Records from a data collection:
= = = =
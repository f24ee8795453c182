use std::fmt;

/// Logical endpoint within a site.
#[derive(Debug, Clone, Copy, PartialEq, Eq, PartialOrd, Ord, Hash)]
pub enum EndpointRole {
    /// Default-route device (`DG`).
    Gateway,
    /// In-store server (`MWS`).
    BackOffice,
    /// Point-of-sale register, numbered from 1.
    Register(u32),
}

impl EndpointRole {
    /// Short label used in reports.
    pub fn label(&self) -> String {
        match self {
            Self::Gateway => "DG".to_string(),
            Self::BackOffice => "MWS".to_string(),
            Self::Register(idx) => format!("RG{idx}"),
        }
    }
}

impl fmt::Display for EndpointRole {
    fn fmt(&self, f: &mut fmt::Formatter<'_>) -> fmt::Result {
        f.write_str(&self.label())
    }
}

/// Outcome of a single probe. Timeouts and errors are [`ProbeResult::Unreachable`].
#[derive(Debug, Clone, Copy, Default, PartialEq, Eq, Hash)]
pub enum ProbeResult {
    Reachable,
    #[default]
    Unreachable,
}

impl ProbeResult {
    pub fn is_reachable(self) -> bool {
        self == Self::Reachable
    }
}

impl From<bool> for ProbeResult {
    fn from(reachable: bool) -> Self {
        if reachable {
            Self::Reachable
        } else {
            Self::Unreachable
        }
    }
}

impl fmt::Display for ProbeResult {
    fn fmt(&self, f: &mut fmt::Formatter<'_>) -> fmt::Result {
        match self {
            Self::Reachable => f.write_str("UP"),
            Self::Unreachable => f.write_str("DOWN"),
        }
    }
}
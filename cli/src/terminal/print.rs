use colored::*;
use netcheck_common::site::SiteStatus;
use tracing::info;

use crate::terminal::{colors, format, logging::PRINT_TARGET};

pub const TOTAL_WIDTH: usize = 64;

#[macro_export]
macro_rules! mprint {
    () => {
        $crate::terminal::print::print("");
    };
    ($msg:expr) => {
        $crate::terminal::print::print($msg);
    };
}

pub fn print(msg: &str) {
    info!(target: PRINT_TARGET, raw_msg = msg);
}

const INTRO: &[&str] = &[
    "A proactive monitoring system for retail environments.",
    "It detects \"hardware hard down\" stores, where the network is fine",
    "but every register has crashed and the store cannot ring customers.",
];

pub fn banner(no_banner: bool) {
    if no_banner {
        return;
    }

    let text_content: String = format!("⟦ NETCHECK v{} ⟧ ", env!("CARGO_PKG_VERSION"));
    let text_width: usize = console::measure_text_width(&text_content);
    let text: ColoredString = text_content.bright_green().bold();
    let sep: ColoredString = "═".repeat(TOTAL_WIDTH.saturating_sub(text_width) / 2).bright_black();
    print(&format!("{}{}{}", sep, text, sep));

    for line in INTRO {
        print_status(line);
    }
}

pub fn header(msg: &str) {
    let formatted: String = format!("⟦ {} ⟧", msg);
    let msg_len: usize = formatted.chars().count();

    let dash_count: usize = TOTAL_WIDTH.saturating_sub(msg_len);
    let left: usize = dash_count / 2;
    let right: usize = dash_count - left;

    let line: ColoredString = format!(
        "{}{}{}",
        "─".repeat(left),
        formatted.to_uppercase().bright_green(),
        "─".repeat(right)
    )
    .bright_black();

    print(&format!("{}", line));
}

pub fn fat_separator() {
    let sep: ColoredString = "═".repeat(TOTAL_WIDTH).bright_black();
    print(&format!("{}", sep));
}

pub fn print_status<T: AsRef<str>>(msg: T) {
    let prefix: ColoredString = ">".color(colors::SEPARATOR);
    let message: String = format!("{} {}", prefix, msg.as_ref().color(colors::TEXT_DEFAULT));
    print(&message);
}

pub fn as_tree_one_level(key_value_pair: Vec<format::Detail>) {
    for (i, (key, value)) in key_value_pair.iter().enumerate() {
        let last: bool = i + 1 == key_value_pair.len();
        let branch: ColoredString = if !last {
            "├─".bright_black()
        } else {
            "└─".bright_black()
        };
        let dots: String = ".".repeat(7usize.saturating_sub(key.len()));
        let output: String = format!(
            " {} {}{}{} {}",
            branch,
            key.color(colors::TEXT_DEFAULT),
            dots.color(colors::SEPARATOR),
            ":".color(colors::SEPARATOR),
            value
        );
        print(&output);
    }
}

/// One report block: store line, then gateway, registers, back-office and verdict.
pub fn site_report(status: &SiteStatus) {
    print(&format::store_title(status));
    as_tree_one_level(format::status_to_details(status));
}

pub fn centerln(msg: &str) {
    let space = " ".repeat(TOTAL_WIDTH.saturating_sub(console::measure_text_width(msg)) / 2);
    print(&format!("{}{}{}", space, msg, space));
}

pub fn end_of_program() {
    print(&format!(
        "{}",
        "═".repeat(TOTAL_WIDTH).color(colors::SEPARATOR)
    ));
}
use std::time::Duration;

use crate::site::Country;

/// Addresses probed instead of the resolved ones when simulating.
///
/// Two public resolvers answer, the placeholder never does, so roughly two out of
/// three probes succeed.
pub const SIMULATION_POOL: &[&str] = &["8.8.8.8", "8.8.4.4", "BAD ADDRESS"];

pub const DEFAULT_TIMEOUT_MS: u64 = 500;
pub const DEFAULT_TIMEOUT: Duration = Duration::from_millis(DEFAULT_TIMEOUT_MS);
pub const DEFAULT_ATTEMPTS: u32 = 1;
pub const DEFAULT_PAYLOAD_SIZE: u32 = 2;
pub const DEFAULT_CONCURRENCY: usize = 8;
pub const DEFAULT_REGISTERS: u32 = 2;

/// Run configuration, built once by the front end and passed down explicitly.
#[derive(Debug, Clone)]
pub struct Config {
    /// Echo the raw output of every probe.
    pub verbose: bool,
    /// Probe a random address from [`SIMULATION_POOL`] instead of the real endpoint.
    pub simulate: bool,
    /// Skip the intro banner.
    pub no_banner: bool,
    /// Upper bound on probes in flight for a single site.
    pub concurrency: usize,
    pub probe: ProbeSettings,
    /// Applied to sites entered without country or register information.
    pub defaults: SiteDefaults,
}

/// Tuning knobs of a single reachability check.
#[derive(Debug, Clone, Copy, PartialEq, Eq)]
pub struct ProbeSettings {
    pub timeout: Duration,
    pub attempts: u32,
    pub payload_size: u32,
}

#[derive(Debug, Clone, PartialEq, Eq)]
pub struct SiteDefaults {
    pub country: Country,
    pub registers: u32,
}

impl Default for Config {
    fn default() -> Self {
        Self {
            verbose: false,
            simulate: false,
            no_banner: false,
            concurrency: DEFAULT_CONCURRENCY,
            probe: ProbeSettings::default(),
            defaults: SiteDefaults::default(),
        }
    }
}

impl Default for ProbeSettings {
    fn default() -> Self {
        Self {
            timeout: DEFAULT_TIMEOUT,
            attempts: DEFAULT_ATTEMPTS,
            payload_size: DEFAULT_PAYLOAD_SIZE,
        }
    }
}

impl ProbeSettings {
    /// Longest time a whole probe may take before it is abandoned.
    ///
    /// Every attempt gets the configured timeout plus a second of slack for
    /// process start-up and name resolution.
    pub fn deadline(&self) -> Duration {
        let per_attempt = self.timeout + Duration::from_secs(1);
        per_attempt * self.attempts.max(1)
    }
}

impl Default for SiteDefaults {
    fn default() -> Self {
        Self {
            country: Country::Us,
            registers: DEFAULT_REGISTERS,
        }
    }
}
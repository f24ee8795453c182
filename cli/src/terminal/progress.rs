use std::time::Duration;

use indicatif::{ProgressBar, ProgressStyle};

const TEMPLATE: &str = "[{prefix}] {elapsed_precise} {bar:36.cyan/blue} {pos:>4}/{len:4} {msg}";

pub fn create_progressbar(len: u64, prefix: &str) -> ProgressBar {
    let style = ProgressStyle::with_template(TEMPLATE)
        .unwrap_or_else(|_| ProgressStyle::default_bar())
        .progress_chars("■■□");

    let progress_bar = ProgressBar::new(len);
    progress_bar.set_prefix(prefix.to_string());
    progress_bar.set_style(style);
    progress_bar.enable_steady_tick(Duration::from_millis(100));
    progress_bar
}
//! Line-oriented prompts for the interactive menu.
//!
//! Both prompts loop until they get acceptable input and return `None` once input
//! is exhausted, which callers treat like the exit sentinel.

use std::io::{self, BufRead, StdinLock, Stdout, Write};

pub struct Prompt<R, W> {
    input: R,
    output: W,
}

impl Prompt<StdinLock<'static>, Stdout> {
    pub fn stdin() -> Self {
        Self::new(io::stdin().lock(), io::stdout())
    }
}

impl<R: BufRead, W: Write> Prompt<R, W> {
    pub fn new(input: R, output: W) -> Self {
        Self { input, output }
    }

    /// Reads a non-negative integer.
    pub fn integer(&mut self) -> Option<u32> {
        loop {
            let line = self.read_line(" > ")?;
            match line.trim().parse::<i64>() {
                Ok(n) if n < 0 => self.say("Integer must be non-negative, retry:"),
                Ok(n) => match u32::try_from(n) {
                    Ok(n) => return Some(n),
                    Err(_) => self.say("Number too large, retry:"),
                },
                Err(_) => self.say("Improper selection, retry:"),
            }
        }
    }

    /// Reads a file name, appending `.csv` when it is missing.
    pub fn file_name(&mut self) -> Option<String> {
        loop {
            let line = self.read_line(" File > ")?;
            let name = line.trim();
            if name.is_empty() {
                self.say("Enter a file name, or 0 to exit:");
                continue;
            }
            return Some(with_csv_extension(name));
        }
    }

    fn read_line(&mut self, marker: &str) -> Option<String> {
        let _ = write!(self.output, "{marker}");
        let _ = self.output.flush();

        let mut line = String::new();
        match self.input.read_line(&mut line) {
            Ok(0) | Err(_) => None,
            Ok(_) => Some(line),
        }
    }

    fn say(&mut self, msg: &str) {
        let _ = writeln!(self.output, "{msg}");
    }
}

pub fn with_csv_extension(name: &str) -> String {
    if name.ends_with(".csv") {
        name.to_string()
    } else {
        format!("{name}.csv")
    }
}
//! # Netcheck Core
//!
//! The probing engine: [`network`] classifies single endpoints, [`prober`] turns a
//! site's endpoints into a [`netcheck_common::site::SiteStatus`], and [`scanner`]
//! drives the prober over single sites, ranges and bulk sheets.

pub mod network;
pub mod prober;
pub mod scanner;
= = = =
WHAT THE TASK REQUIRES:
Quote in full each line from the top of the records above through the line with "filename cli/src/terminal/print.rs"; stop after that line.

RESPONSE AREA:
repository f24ee8795453c182
use std::fmt;

/// Logical endpoint within a site.
#[derive(Debug, Clone, Copy, PartialEq, Eq, PartialOrd, Ord, Hash)]
pub enum EndpointRole {
    /// Default-route device (`DG`).
    Gateway,
    /// In-store server (`MWS`).
    BackOffice,
    /// Point-of-sale register, numbered from 1.
    Register(u32),
}

impl EndpointRole {
    /// Short label used in reports.
    pub fn label(&self) -> String {
        match self {
            Self::Gateway => "DG".to_string(),
            Self::BackOffice => "MWS".to_string(),
            Self::Register(idx) => format!("RG{idx}"),
        }
    }
}

impl fmt::Display for EndpointRole {
    fn fmt(&self, f: &mut fmt::Formatter<'_>) -> fmt::Result {
        f.write_str(&self.label())
    }
}

/// Outcome of a single probe. Timeouts and errors are [`ProbeResult::Unreachable`].
#[derive(Debug, Clone, Copy, Default, PartialEq, Eq, Hash)]
pub enum ProbeResult {
    Reachable,
    #[default]
    Unreachable,
}

impl ProbeResult {
    pub fn is_reachable(self) -> bool {
        self == Self::Reachable
    }
}

impl From<bool> for ProbeResult {
    fn from(reachable: bool) -> Self {
        if reachable {
            Self::Reachable
        } else {
            Self::Unreachable
        }
    }
}

impl fmt::Display for ProbeResult {
    fn fmt(&self, f: &mut fmt::Formatter<'_>) -> fmt::Result {
        match self {
            Self::Reachable => f.write_str("UP"),
            Self::Unreachable => f.write_str("DOWN"),
        }
    }
}
filename cli/src/terminal/print.rs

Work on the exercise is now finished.